Julia A. Schulz

Glioblastoma is the most common and most devastating human brain cancer. On average, patients survive for only one year after diagnosis. Therefore, glioblastoma is also called “the terminator.” One reason for the treatment failure of anticancer drugs is the blood-brain barrier that protects the brain by impeding xenobiotic uptake from the blood. To this end, efflux transporters at the blood-brain barrier, such as P-glycoprotein and Breast Cancer Resistance Protein, prevent a myriad of compounds, including anticancer drugs, from entering the brain. Thus far, approaches to deliver anticancer drugs across the blood-brain barrier have been unsuccessful in clinical trials. Therefore, novel therapeutic strategies to overcome the blood-brain barrier to improve glioblastoma treatment are urgently needed. This project hypothesizes that downregulating the efflux transporters P-glycoprotein and Breast Cancer Resistance Protein at the blood-brain barrier through dual PI3K/Akt inhibition opens a “window-in-time” that allows anticancer drugs to enter the brain. This research will determine the mechanism through which PI3K/Akt regulates efflux transporters at the blood-brain barrier. Additionally, this therapeutic approach will be tested in a mouse glioblastoma model.
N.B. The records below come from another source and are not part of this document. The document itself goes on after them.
// SPDX-License-Identifier: MPL-2.0
//! Compositor: paints the loaded pages onto the surface at the current offset.
//!
//! Painting is split in two steps. [`plan`] is a pure function computing the
//! draw operations; [`paint`] replays them onto a [`PaintTarget`]. The
//! production target is a `tiny_skia::Pixmap`, which is then handed to iced
//! as an image handle.
//!
//! Per page slot (`offset + index * surface_width`):
//! - an image smaller than the surface on either axis gets a neutral
//!   background under it;
//! - an image larger on either axis is scaled down uniformly to fit;
//! - the (possibly scaled) image is centred on both axes.
//!
//! Slots outside the surface are drawn anyway and simply clipped.

use crate::domain::slider::SurfaceSize;
use crate::media::ImageData;
use crate::ui::design_tokens::palette;
use tiny_skia::{FilterQuality, Paint, Pixmap, PixmapPaint, Rect, Transform};

/// One draw operation of a frame.
#[derive(Debug, Clone, Copy, PartialEq)]
pub enum PaintOp {
    Clear,
    FillBackground {
        x: f32,
        width: f32,
        height: f32,
    },
    DrawImage {
        page: usize,
        x: f32,
        y: f32,
        width: f32,
        height: f32,
        scale: f32,
    },
}

/// Something the compositor can paint on.
pub trait PaintTarget {
    fn clear(&mut self);
    fn fill_background(&mut self, x: f32, width: f32, height: f32);
    fn draw_image(&mut self, image: &ImageData, x: f32, y: f32, scale: f32);
}

/// Computes the draw operations for `pages` at `offset`.
#[allow(clippy::cast_precision_loss)]
#[must_use]
pub fn plan(size: SurfaceSize, pages: &[&ImageData], offset: f32) -> Vec<PaintOp> {
    let surface_width = size.width_f32();
    let surface_height = size.height_f32();
    let mut ops = Vec::with_capacity(1 + pages.len() * 2);
    ops.push(PaintOp::Clear);

    for (index, image) in pages.iter().enumerate() {
        let slot_x = offset + index as f32 * surface_width;
        let image_width = image.width as f32;
        let image_height = image.height as f32;

        let is_smaller = image.width < size.width() || image.height < size.height();
        if is_smaller {
            ops.push(PaintOp::FillBackground {
                x: slot_x,
                width: surface_width,
                height: surface_height,
            });
        }

        let needs_scale = image.width > size.width() || image.height > size.height();
        let scale = if needs_scale {
            (surface_width / image_width).min(surface_height / image_height)
        } else {
            1.0
        };

        let draw_width = image_width * scale;
        let draw_height = image_height * scale;
        ops.push(PaintOp::DrawImage {
            page: index,
            x: slot_x + (surface_width - draw_width) / 2.0,
            y: (surface_height - draw_height) / 2.0,
            width: draw_width,
            height: draw_height,
            scale,
        });
    }

    ops
}

/// Paints `pages` at `offset` onto `target`.
pub fn paint<T: PaintTarget>(target: &mut T, size: SurfaceSize, pages: &[&ImageData], offset: f32) {
    for op in plan(size, pages, offset) {
        match op {
            PaintOp::Clear => target.clear(),
            PaintOp::FillBackground { x, width, height } => {
                target.fill_background(x, width, height);
            }
            PaintOp::DrawImage {
                page, x, y, scale, ..
            } => target.draw_image(pages[page], x, y, scale),
        }
    }
}

/// Paints a fresh surface. Returns `None` only if the pixmap cannot be
/// allocated.
#[must_use]
pub fn render(size: SurfaceSize, pages: &[&ImageData], offset: f32) -> Option<Pixmap> {
    let mut pixmap = Pixmap::new(size.width(), size.height())?;
    paint(&mut pixmap, size, pages, offset);
    Some(pixmap)
}

/// Straight-alpha RGBA bytes of a surface, as expected by
/// `iced::widget::image::Handle::from_rgba`.
#[must_use]
pub fn to_rgba(pixmap: &Pixmap) -> Vec<u8> {
    let mut rgba = Vec::with_capacity(pixmap.data().len());
    for px in pixmap.pixels() {
        let c = px.demultiply();
        rgba.extend_from_slice(&[c.red(), c.green(), c.blue(), c.alpha()]);
    }
    rgba
}

impl PaintTarget for Pixmap {
    fn clear(&mut self) {
        self.fill(tiny_skia::Color::TRANSPARENT);
    }

    fn fill_background(&mut self, x: f32, width: f32, height: f32) {
        let Some(rect) = Rect::from_xywh(x, 0.0, width, height) else {
            return;
        };
        let [r, g, b, a] = palette::SURFACE_BACKGROUND_RGBA;
        let mut paint = Paint::default();
        paint.set_color_rgba8(r, g, b, a);
        paint.anti_alias = false;
        self.fill_rect(rect, &paint, Transform::identity(), None);
    }

    fn draw_image(&mut self, image: &ImageData, x: f32, y: f32, scale: f32) {
        let quality = if (scale - 1.0).abs() < f32::EPSILON {
            FilterQuality::Nearest
        } else {
            FilterQuality::Bilinear
        };
        let paint = PixmapPaint {
            quality,
            ..PixmapPaint::default()
        };
        self.draw_pixmap(
            0,
            0,
            image.pixmap(),
            &paint,
            Transform::from_row(scale, 0.0, 0.0, scale, x, y),
            None,
        );
    }
}
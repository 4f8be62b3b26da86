// SPDX-License-Identifier: MPL-2.0
//! ImageSet loader: resolves a contiguous range of identifiers into decoded
//! images.
//!
//! A batch is all-or-nothing. Every identifier in the range is fetched and
//! decoded concurrently; the first failure rejects the whole batch, and a
//! success always yields exactly `to - from` images in identifier order.
//! Nothing is cached: loading the same identifier twice redoes the work.

use crate::error::{LoadError, LoadErrorKind};
use crate::media::image::ImageData;
use crate::media::source::Source;
use futures_util::future::try_join_all;
use std::ops::Range;
use std::time::Instant;

/// One batch issued by a slider instance.
///
/// `session` identifies the instance that asked, so results arriving after
/// it was torn down can be recognised and dropped.
#[derive(Debug, Clone, PartialEq, Eq)]
pub struct LoadRequest {
    pub session: u64,
    pub from: usize,
    pub to: usize,
}

impl LoadRequest {
    #[must_use]
    pub fn range(&self) -> Range<usize> {
        self.from..self.to
    }

    #[must_use]
    pub fn len(&self) -> usize {
        self.to.saturating_sub(self.from)
    }

    #[must_use]
    pub fn is_empty(&self) -> bool {
        self.len() == 0
    }
}

/// Loads and decodes `identifiers[from..to]`.
///
/// # Errors
///
/// Returns [`LoadErrorKind::OutOfRange`] if `from > to` or
/// `to > identifiers.len()`, otherwise the first fetch or decode failure of
/// the batch.
pub async fn load_range(
    identifiers: &[String],
    from: usize,
    to: usize,
) -> Result<Vec<ImageData>, LoadError> {
    if from > to || to > identifiers.len() {
        return Err(LoadError::new(
            format!("[{from}..{to})"),
            LoadErrorKind::OutOfRange,
            format!("range exceeds {} identifiers", identifiers.len()),
        ));
    }

    let started = Instant::now();
    let batch = &identifiers[from..to];
    log::debug!("loading pages {from}..{to}: {batch:?}");

    let result = try_join_all(batch.iter().map(|identifier| load_one(identifier))).await;

    match &result {
        Ok(images) => log::debug!(
            "loaded {} page(s) {from}..{to} in {:?}",
            images.len(),
            started.elapsed()
        ),
        Err(err) => log::error!("failed to load pages {from}..{to}: {err}"),
    }

    result
}

/// Runs the batch described by `request` against the full identifier list.
///
/// # Errors
///
/// Same as [`load_range`].
pub async fn load_request(
    identifiers: Vec<String>,
    request: LoadRequest,
) -> Result<Vec<ImageData>, LoadError> {
    load_range(&identifiers, request.from, request.to).await
}

async fn load_one(identifier: &str) -> Result<ImageData, LoadError> {
    let bytes = Source::parse(identifier).fetch(identifier).await?;
    ImageData::decode(identifier, &bytes)
}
It is expected that PI3K/Akt inhibition will lead to increased anticancer drug brain levels, which will result in reduced tumor size and prolonged survival in a mouse glioblastoma model. This study will serve as a first step toward developing a new therapeutic strategy for glioblastoma and is expected to positively impact the treatment, survival and well-being of glioblastoma patients.